外観だけでは、韓国料理店かどうかは全く分からない。海外の韓国料理店ではよく見かけるハングルの看板すらなく、メニューにもハングルなどない。壁にかけられた太極(テグク)模様だけが、「韓国料理店ではないか」と思わせるだけだ。昼食メニューはビビンバや焼肉しかないが、客足は後を絶たない。客の90%は、ドイツ人だ。様々な面で海外の韓国料理店とは一味違うこのレストランの名前は「ママキム(MamaKim)」。
ドイツ・フランクフルトでオープンしてからわずか3ヵ月の、52席のこの小さな韓国料理店は、「必ず行くべき外国レストランのトップ」(フランクフルトジャーナル)と、地元メディアから褒め称えられた。
ママキムを経営する金チュンさん(64)とクォン・ブンギさん(60・女)夫婦は20数年間、ドイツのブレーメン近郊で韓国料理店を経営していた。2月、息子が住んでいるフランクフルト近郊で新たに飲食店を開き、夫婦は、「ドイツ人をターゲットにした韓国料理店をやってみよう」と心を決めた。
まず、メニューを絞った。金さんは、「韓国料理にはすばらしい料理が多いが、全ての料理の食材を揃えるのは経済的な損失が大きいため、ドイツ人が最も好みそうで、よく売れそうなメニューに絞った」とし、「ただ、ビビンバは野菜や牛肉、鶏肉ビビンバと多様化し、米も、雑穀や一般米に細かく分けた」と説明した。
また、サイドディッシュを多く準備する伝統的な韓国スタイルの代わりに、それぞれが好きなサイドメニューを盛り付ける仕組みを取り入れた。個別の皿で食べる習慣の欧州流に従ったのだ。
夕食は昼食よりも量を多く提供している。1人当たり35ユーロ(約5万5000ウォン)のディナーメニューは、チャプチェやキムチチヂミ、テンジャン(韓国味噌)チゲなどが提供される。夫婦は伝統的に晩餐に含まれる料理であっても、地元住民の反応を見てから、人気の少ない料理は思い切って外した。キムチは、客から頼まれた時だけ提供している。
金さんは、「韓国人はキムチがなければ、韓国料理ではないと思うだろうが、外国人は最初はキムチにはなかなか馴染めない」とし、「何度も店を訪れた客に限り、『韓国の有名な伝統料理』とそっと勧めたほうが、かえって有効だ」と耳打ちした。マッコリも同じだ。まだ、マッコリは売っていないが、常連客には無料で試飲を勧める。伝統的な韓国料理にばかり拘っている、ほかの海外韓国料理店とは違う部分だ。

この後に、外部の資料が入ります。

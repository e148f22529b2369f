//! Persistence ports.
//!
//! A `Store` hands out units of work. Everything read or written through a
//! unit of work is committed together or not at all; dropping one without
//! calling `commit` discards its changes.

use async_trait::async_trait;
use dg_character::domain::aggregates::{Ghost, Patient};
use dg_character::domain::communication::CommunicationRequest;
use dg_character::domain::economy::ColorFragment;
use dg_core::error::DomainError;
use dg_core::timeline::{Page, TimelineEvent};
use dg_game::domain::aggregates::{Game, GamePlayer, Location, Region};
use dg_session::domain::aggregates::{Session, SessionPlayer};
use dg_session::domain::event_definition::{EventAbilityUsage, EventDefinition};
use uuid::Uuid;

/// Source of units of work.
#[async_trait]
pub trait Store: Send + Sync {
    /// Opens a unit of work.
    async fn begin(&self) -> Result<Box<dyn UnitOfWork>, DomainError>;
}

/// One transaction over the game state.
///
/// Insert methods report duplicate keys and broken uniqueness as
/// `DomainError::Conflict`. Update methods report a missing row as
/// `DomainError::NotFound`.
#[async_trait]
pub trait UnitOfWork: Send {
    // --- games ---

    /// Loads a game and holds it exclusively until the unit of work ends.
    /// Scope checks and sequence assignment happen under this lock.
    async fn lock_game(&mut self, game_id: Uuid) -> Result<Game, DomainError>;

    /// Loads a game without locking it.
    async fn find_game(&mut self, game_id: Uuid) -> Result<Option<Game>, DomainError>;

    /// Inserts a game.
    async fn insert_game(&mut self, game: &Game) -> Result<(), DomainError>;

    /// Saves a game's mutable fields.
    async fn update_game(&mut self, game: &Game) -> Result<(), DomainError>;

    // --- players ---

    /// Lists a game's players in join order.
    async fn game_players(&mut self, game_id: Uuid) -> Result<Vec<GamePlayer>, DomainError>;

    /// Finds one game player.
    async fn find_game_player(
        &mut self,
        game_id: Uuid,
        user_id: Uuid,
    ) -> Result<Option<GamePlayer>, DomainError>;

    /// Enrols a user. Conflict if the user already plays in the game.
    async fn insert_game_player(&mut self, player: &GamePlayer) -> Result<(), DomainError>;

    /// Saves a player's role and active patient.
    async fn update_game_player(&mut self, player: &GamePlayer) -> Result<(), DomainError>;

    // --- regions and locations ---

    /// Inserts a region. Conflict if the code is taken in the game.
    async fn insert_region(&mut self, region: &Region) -> Result<(), DomainError>;

    /// Lists a game's regions ordered by sort key.
    async fn regions(&mut self, game_id: Uuid) -> Result<Vec<Region>, DomainError>;

    /// Finds a region.
    async fn find_region(&mut self, region_id: Uuid) -> Result<Option<Region>, DomainError>;

    /// Inserts a location.
    async fn insert_location(&mut self, location: &Location) -> Result<(), DomainError>;

    /// Lists a region's locations ordered by sort key.
    async fn locations(&mut self, region_id: Uuid) -> Result<Vec<Location>, DomainError>;

    /// Finds a location.
    async fn find_location(&mut self, location_id: Uuid) -> Result<Option<Location>, DomainError>;

    // --- characters ---

    /// Inserts a patient.
    async fn insert_patient(&mut self, patient: &Patient) -> Result<(), DomainError>;

    /// Saves a patient's position.
    async fn update_patient(&mut self, patient: &Patient) -> Result<(), DomainError>;

    /// Finds a patient.
    async fn find_patient(&mut self, patient_id: Uuid) -> Result<Option<Patient>, DomainError>;

    /// Lists a game's patients in creation order.
    async fn patients(&mut self, game_id: Uuid) -> Result<Vec<Patient>, DomainError>;

    /// Inserts a ghost with its abilities. Conflict if another ghost already
    /// inhabits or originates from the same patient.
    async fn insert_ghost(&mut self, ghost: &Ghost) -> Result<(), DomainError>;

    /// Saves a ghost's mutable state, upserting its abilities and buffs.
    /// Abilities are keyed by id, so saving a ghost that received an
    /// ability moves it.
    async fn save_ghost(&mut self, ghost: &Ghost) -> Result<(), DomainError>;

    /// Finds a ghost with its abilities and buffs.
    async fn find_ghost(&mut self, ghost_id: Uuid) -> Result<Option<Ghost>, DomainError>;

    /// Finds the ghost currently inhabiting a patient.
    async fn find_ghost_by_patient(
        &mut self,
        patient_id: Uuid,
    ) -> Result<Option<Ghost>, DomainError>;

    // --- fragments ---

    /// Inserts a color fragment.
    async fn insert_fragment(&mut self, fragment: &ColorFragment) -> Result<(), DomainError>;

    /// Saves a fragment's redemption state.
    async fn update_fragment(&mut self, fragment: &ColorFragment) -> Result<(), DomainError>;

    /// Finds a fragment.
    async fn find_fragment(&mut self, fragment_id: Uuid)
    -> Result<Option<ColorFragment>, DomainError>;

    // --- sessions ---

    /// Inserts a session.
    async fn insert_session(&mut self, session: &Session) -> Result<(), DomainError>;

    /// Saves a session's status and end timestamp.
    async fn update_session(&mut self, session: &Session) -> Result<(), DomainError>;

    /// Finds a session.
    async fn find_session(&mut self, session_id: Uuid) -> Result<Option<Session>, DomainError>;

    /// Lists a game's active and paused sessions.
    async fn holding_sessions(&mut self, game_id: Uuid) -> Result<Vec<Session>, DomainError>;

    /// Lists a session's roster in join order.
    async fn session_players(&mut self, session_id: Uuid)
    -> Result<Vec<SessionPlayer>, DomainError>;

    /// Enrols a patient. Conflict if already enrolled.
    async fn insert_session_player(&mut self, player: &SessionPlayer) -> Result<(), DomainError>;

    /// Removes a patient from the roster. `NotFound` if not enrolled.
    async fn delete_session_player(
        &mut self,
        session_id: Uuid,
        patient_id: Uuid,
    ) -> Result<(), DomainError>;

    // --- event definitions ---

    /// Inserts an event definition.
    async fn insert_event_definition(
        &mut self,
        definition: &EventDefinition,
    ) -> Result<(), DomainError>;

    /// Saves an event definition's active flag.
    async fn update_event_definition(
        &mut self,
        definition: &EventDefinition,
    ) -> Result<(), DomainError>;

    /// Finds an event definition.
    async fn find_event_definition(
        &mut self,
        definition_id: Uuid,
    ) -> Result<Option<EventDefinition>, DomainError>;

    /// Lists a session's event definitions in creation order.
    async fn event_definitions(
        &mut self,
        session_id: Uuid,
    ) -> Result<Vec<EventDefinition>, DomainError>;

    /// Records an ability spent on an event. Conflict if the same ghost
    /// already spent the same ability on the same event.
    async fn insert_ability_usage(&mut self, usage: &EventAbilityUsage) -> Result<(), DomainError>;

    // --- communication ---

    /// Inserts a communication request.
    async fn insert_comm_request(
        &mut self,
        request: &CommunicationRequest,
    ) -> Result<(), DomainError>;

    /// Saves a request's status.
    async fn update_comm_request(
        &mut self,
        request: &CommunicationRequest,
    ) -> Result<(), DomainError>;

    /// Finds a request.
    async fn find_comm_request(
        &mut self,
        request_id: Uuid,
    ) -> Result<Option<CommunicationRequest>, DomainError>;

    /// Finds a pending request between two patients, in either direction.
    async fn pending_comm_between(
        &mut self,
        a: Uuid,
        b: Uuid,
    ) -> Result<Option<CommunicationRequest>, DomainError>;

    // --- timeline ---

    /// Highest sequence number in a stream, if any.
    async fn last_seq(&mut self, stream_id: Uuid) -> Result<Option<i64>, DomainError>;

    /// Appends a timeline event. Conflict if its (stream, seq) is taken.
    async fn append_timeline(&mut self, event: &TimelineEvent) -> Result<(), DomainError>;

    /// A session's events ordered by seq.
    async fn session_timeline(
        &mut self,
        session_id: Uuid,
        page: Page,
    ) -> Result<Vec<TimelineEvent>, DomainError>;

    /// All of a game's events, session-level and game-level, in commit order.
    async fn game_timeline(
        &mut self,
        game_id: Uuid,
        page: Page,
    ) -> Result<Vec<TimelineEvent>, DomainError>;

    // --- completion ---

    /// Makes every change visible atomically.
    async fn commit(self: Box<Self>) -> Result<(), DomainError>;

    /// Discards every change.
    async fn rollback(self: Box<Self>) -> Result<(), DomainError>;
}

地元メディアの評価も高い。地元月刊誌「FRTZZ」は、ママキムの料理に対して5つ星満点の星5つ、サービスは4つ星、雰囲気は4つ星をつけた。
金さんは「韓国料理もアプローチさえ変えれば、現地人にも十分通じる」とし、「より多くのドイツ人が韓国料理に接せられるようにするのが目標だ」と語った。